And choosing a health insurance plan is a particularly unpleasant kind of choice. To seriously consider it, you're considering things like, "how likely am I to get seriously ill", and "if I get cancer will it bankrupt me", and "is [medication I need to live] going to be covered", and "how likely are my claims to get denied even if they're theoretically covered", so it's already unpleasant to even think about. You know that if you pick the wrong one, it could kill you! And yet in the best case scenario where you never use it, you are throwing money into a hole. And it's very expensive and you're locked in for a year at a time. So it's high stakes and it's based on future information you can only make your best guess at and even if you manage to make the optimal choice you're only reducing future pain, not increasing enjoyment.
See also: Costco. For any given variety of product, they sell one name brand version and possibly one store-brand version. You have a high degree of confidence that someone has gone out of their way to get the best possible price on the branded version, and that the quality of the store-brand alternative will be acceptable. An iron-clad no-questions-asked returns policy undergirds it all. Do people find this service useful enough to make the stores wildly profitable when in most cases the _goods_ are being sold often at a loss-leader price to their membership fees? To the tune of $18 earnings per diluted share, and on a personal note I would commit actual violence if you proposed to take my membership from me.
Costco's "Kirkland" brand is a fascinating case study. Costco takes someone's product, redesigns it to be better, and then goes to the manufacturer and has a short run made when the manufacturer has idle capacity. Pushing capacity utilization as close to 100% as it will go has all kinds of glorious knock-on effects for the manufacturer, so they jump on the offer. Costco then sells the product at a discount, an even greater discount because they don't spend anything on marketing. The result isn't an "adequate" substitute--it's superior quality and cheaper. It's also not available forever, incentivizing members to seek these products out and buy them. (LPT: any price ending in 7, like "9.97", means it's a last-chance offer.)
I wouldn't dream of living without my membership either. Est'd. 2001
I remember making this point when electricity was opened up to retail competition. People don't want exciting offers, they want the lights to turn on when they flick a switch.

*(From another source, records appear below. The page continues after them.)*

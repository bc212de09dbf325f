//! The per-transaction context.
//!
//! Composes the footprint ([`RwSet`]), the reclamation sets, and the
//! deferred trigger queue under one lifecycle-managed object. The executor
//! opens a context at transaction begin, routes every tuple access through
//! it, and the transaction manager resolves it at commit or abort.
//!
//! A context is single-writer: only the worker named by `thread_id` at
//! construction may invoke mutating operations, though the transaction
//! manager may hand the whole context to another thread. It is not a
//! synchronization primitive and takes no locks.

use granite_types::{CommitId, EpochId, IsolationLevel, ResultStatus, TupleSlot, TxnId};

use crate::gc::{GcObjectSet, GcSet};
use crate::rw_set::{AccessKind, RwSet};
use crate::triggers::{TriggerData, TriggerSet};

/// Single source of truth for what one transaction has touched.
#[derive(Debug)]
pub struct TransactionContext {
    txn_id: TxnId,
    read_id: CommitId,
    commit_id: CommitId,
    epoch_id: EpochId,
    thread_id: u64,
    isolation: IsolationLevel,
    result: ResultStatus,
    rw_set: RwSet,
    gc_set: GcSet,
    gc_object_set: GcObjectSet,
    on_commit_triggers: Option<TriggerSet>,
}

impl TransactionContext {
    /// Open a context whose commit id has not been assigned yet.
    ///
    /// The commit phase installs the real id later via
    /// [`set_commit_id`](Self::set_commit_id).
    #[must_use]
    pub fn new(thread_id: u64, isolation: IsolationLevel, read_id: CommitId) -> Self {
        Self::with_commit_id(thread_id, isolation, read_id, CommitId::INVALID)
    }

    /// Open a context with the commit id already known.
    #[must_use]
    pub fn with_commit_id(
        thread_id: u64,
        isolation: IsolationLevel,
        read_id: CommitId,
        commit_id: CommitId,
    ) -> Self {
        let context = Self {
            txn_id: TxnId::from(commit_id),
            read_id,
            commit_id,
            epoch_id: EpochId::from_read_id(read_id),
            thread_id,
            isolation,
            result: ResultStatus::default(),
            rw_set: RwSet::new(),
            gc_set: GcSet::new(),
            gc_object_set: GcObjectSet::new(),
            on_commit_triggers: None,
        };
        tracing::debug!(
            txn_id = %context.txn_id,
            read_id = %context.read_id,
            epoch_id = %context.epoch_id,
            thread_id,
            isolation = %context.isolation,
            "transaction context opened"
        );
        context
    }

    // -----------------------------------------------------------------------
    // Identity and flags
    // -----------------------------------------------------------------------

    #[inline]
    #[must_use]
    pub fn txn_id(&self) -> TxnId {
        self.txn_id
    }

    /// Snapshot timestamp assigned at begin.
    #[inline]
    #[must_use]
    pub fn read_id(&self) -> CommitId {
        self.read_id
    }

    /// Serialization timestamp, or [`CommitId::INVALID`] before commit phase.
    #[inline]
    #[must_use]
    pub fn commit_id(&self) -> CommitId {
        self.commit_id
    }

    #[inline]
    #[must_use]
    pub fn epoch_id(&self) -> EpochId {
        self.epoch_id
    }

    /// Worker binding chosen at begin. Advisory; never enforced here.
    #[inline]
    #[must_use]
    pub fn thread_id(&self) -> u64 {
        self.thread_id
    }

    #[inline]
    #[must_use]
    pub fn isolation_level(&self) -> IsolationLevel {
        self.isolation
    }

    #[inline]
    #[must_use]
    pub fn result(&self) -> ResultStatus {
        self.result
    }

    /// Whether an already-read tuple was later promoted to a write.
    #[inline]
    #[must_use]
    pub fn is_written(&self) -> bool {
        self.rw_set.is_written()
    }

    /// Number of tuples currently in the `Insert` classification.
    #[inline]
    #[must_use]
    pub fn insert_count(&self) -> usize {
        self.rw_set.insert_count()
    }

    /// Whether commit may skip the write path entirely.
    #[must_use]
    pub fn is_read_only(&self) -> bool {
        !self.rw_set.is_written() && self.rw_set.insert_count() == 0
    }

    /// Install the serialization timestamp chosen at commit phase.
    ///
    /// The transaction id mirrors the commit id from here on.
    ///
    /// # Panics
    ///
    /// If `commit_id` is the reserved sentinel.
    pub fn set_commit_id(&mut self, commit_id: CommitId) {
        assert!(
            commit_id.is_valid(),
            "commit phase may not assign the unassigned-commit-id sentinel"
        );
        self.commit_id = commit_id;
        self.txn_id = TxnId::from(commit_id);
        tracing::debug!(txn_id = %self.txn_id, commit_id = %self.commit_id, "commit id assigned");
    }

    /// Record the resolution outcome. The transaction manager is the sole
    /// legitimate caller.
    pub fn set_result(&mut self, result: ResultStatus) {
        self.result = result;
        tracing::debug!(txn_id = %self.txn_id, result = %result, "transaction result set");
    }

    // -----------------------------------------------------------------------
    // Footprint recording
    // -----------------------------------------------------------------------

    /// Record that this transaction observed the value at `slot`.
    pub fn record_read(&mut self, slot: TupleSlot) {
        self.rw_set.record_read(slot);
    }

    /// Record that this transaction observed `slot` and holds it for a
    /// prospective write.
    pub fn record_read_own(&mut self, slot: TupleSlot) {
        self.rw_set.record_read_own(slot);
    }

    /// Record that this transaction replaced the version at `slot`.
    pub fn record_update(&mut self, slot: TupleSlot) {
        self.rw_set.record_update(slot);
    }

    /// Record that this transaction created a brand-new version at `slot`.
    pub fn record_insert(&mut self, slot: TupleSlot) {
        self.rw_set.record_insert(slot);
    }

    /// Record that this transaction tombstoned the version at `slot`.
    ///
    /// Returns `true` iff the tombstone elides this transaction's own
    /// insert, in which case the caller may reclaim the new version
    /// immediately.
    pub fn record_delete(&mut self, slot: TupleSlot) -> bool {
        self.rw_set.record_delete(slot)
    }

    /// Current classification for `slot`, if this transaction touched it.
    #[must_use]
    pub fn classification(&self, slot: TupleSlot) -> Option<AccessKind> {
        self.rw_set.classification(slot)
    }

    /// Whether `slot` appears in the footprint.
    #[must_use]
    pub fn is_in_rw_set(&self, slot: TupleSlot) -> bool {
        self.rw_set.contains(slot)
    }

    /// The full footprint, for commit validation to walk directly.
    #[must_use]
    pub fn rw_set(&self) -> &RwSet {
        &self.rw_set
    }

    // -----------------------------------------------------------------------
    // GC bookkeeping
    // -----------------------------------------------------------------------

    /// Tuple versions scheduled for reclamation.
    #[must_use]
    pub fn gc_set(&self) -> &GcSet {
        &self.gc_set
    }

    /// Mutable access for the executor's append path.
    pub fn gc_set_mut(&mut self) -> &mut GcSet {
        &mut self.gc_set
    }

    /// Catalog objects scheduled for drop.
    #[must_use]
    pub fn gc_object_set(&self) -> &GcObjectSet {
        &self.gc_object_set
    }

    /// Mutable access for the executor's append path.
    pub fn gc_object_set_mut(&mut self) -> &mut GcObjectSet {
        &mut self.gc_object_set
    }

    /// Whether no tuple versions are scheduled for reclamation.
    #[must_use]
    pub fn gc_set_is_empty(&self) -> bool {
        self.gc_set.is_empty()
    }

    /// Whether no catalog objects are scheduled for drop.
    #[must_use]
    pub fn gc_object_set_is_empty(&self) -> bool {
        self.gc_object_set.is_empty()
    }

    /// Hand both reclamation sets to the collector, leaving this context
    /// with empty ones. Called at commit/abort resolution, right before the
    /// context is destroyed.
    pub fn take_gc_sets(&mut self) -> (GcSet, GcObjectSet) {
        (
            std::mem::take(&mut self.gc_set),
            std::mem::take(&mut self.gc_object_set),
        )
    }

    // -----------------------------------------------------------------------
    // Deferred triggers
    // -----------------------------------------------------------------------

    /// Queue a trigger payload to fire at commit.
    ///
    /// The queue is allocated on first use.
    pub fn add_on_commit(&mut self, trigger: TriggerData) {
        self.on_commit_triggers
            .get_or_insert_with(TriggerSet::new)
            .push(trigger);
    }

    /// Whether any trigger payloads are queued.
    #[must_use]
    pub fn has_on_commit_triggers(&self) -> bool {
        self.on_commit_triggers
            .as_ref()
            .is_some_and(|set| !set.is_empty())
    }

    /// Fire every queued trigger in insertion order; no-op when none were
    /// ever queued. Does not drain the queue.
    pub fn fire_on_commit(&self) {
        if let Some(triggers) = &self.on_commit_triggers {
            tracing::debug!(
                txn_id = %self.txn_id,
                count = triggers.len(),
                "firing commit triggers"
            );
            triggers.fire_all();
        }
    }

    // -----------------------------------------------------------------------
    // Diagnostics
    // -----------------------------------------------------------------------

    /// One-line descriptor for operator logs. Content is diagnostic, not
    /// contractual.
    #[must_use]
    pub fn describe(&self) -> String {
        format!(
            "txn @{:p} id={} read_id={} commit_id={} result={}",
            self as *const Self, self.txn_id, self.read_id, self.commit_id, self.result
        )
    }
}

This is less true today, with smart meters and solar power than it was when the electricity came from an always-on coal plant, but it's still true for most.
I found a new poster child for cognition overload: an air traffic controller who last week was trying to choreograph the approaches for TEN different jets, and TWO airports, all the same time. Result: a plane full of passengers just missed a cargo jet landing at an intersecting runway by 300 feet thanks to a last-minute go around:
That was the actual real-time audio; NOT edited or sped up! Meanwhile a few days later over at LaGuardia another overworked controller accidentally sent a jetliner and a fire truck to the same runway at the same time, killing 2 pilots.
I think we have overdone the mindless "efficiency" of cutting working people's jobs to enhance the billionaire's riches.
I went to an all-inclusive recently, but it was nestled among plentiful outside, independent cafes and bars.
The hotel's food and drinks were fine, and yes, it was nice not to think about price. But they weren't brilliant.
The outside stuff was much better, and competitively priced too. But this may be because they had to be in order to entice us out of the hotel (which as the holiday went on, we increasingly did).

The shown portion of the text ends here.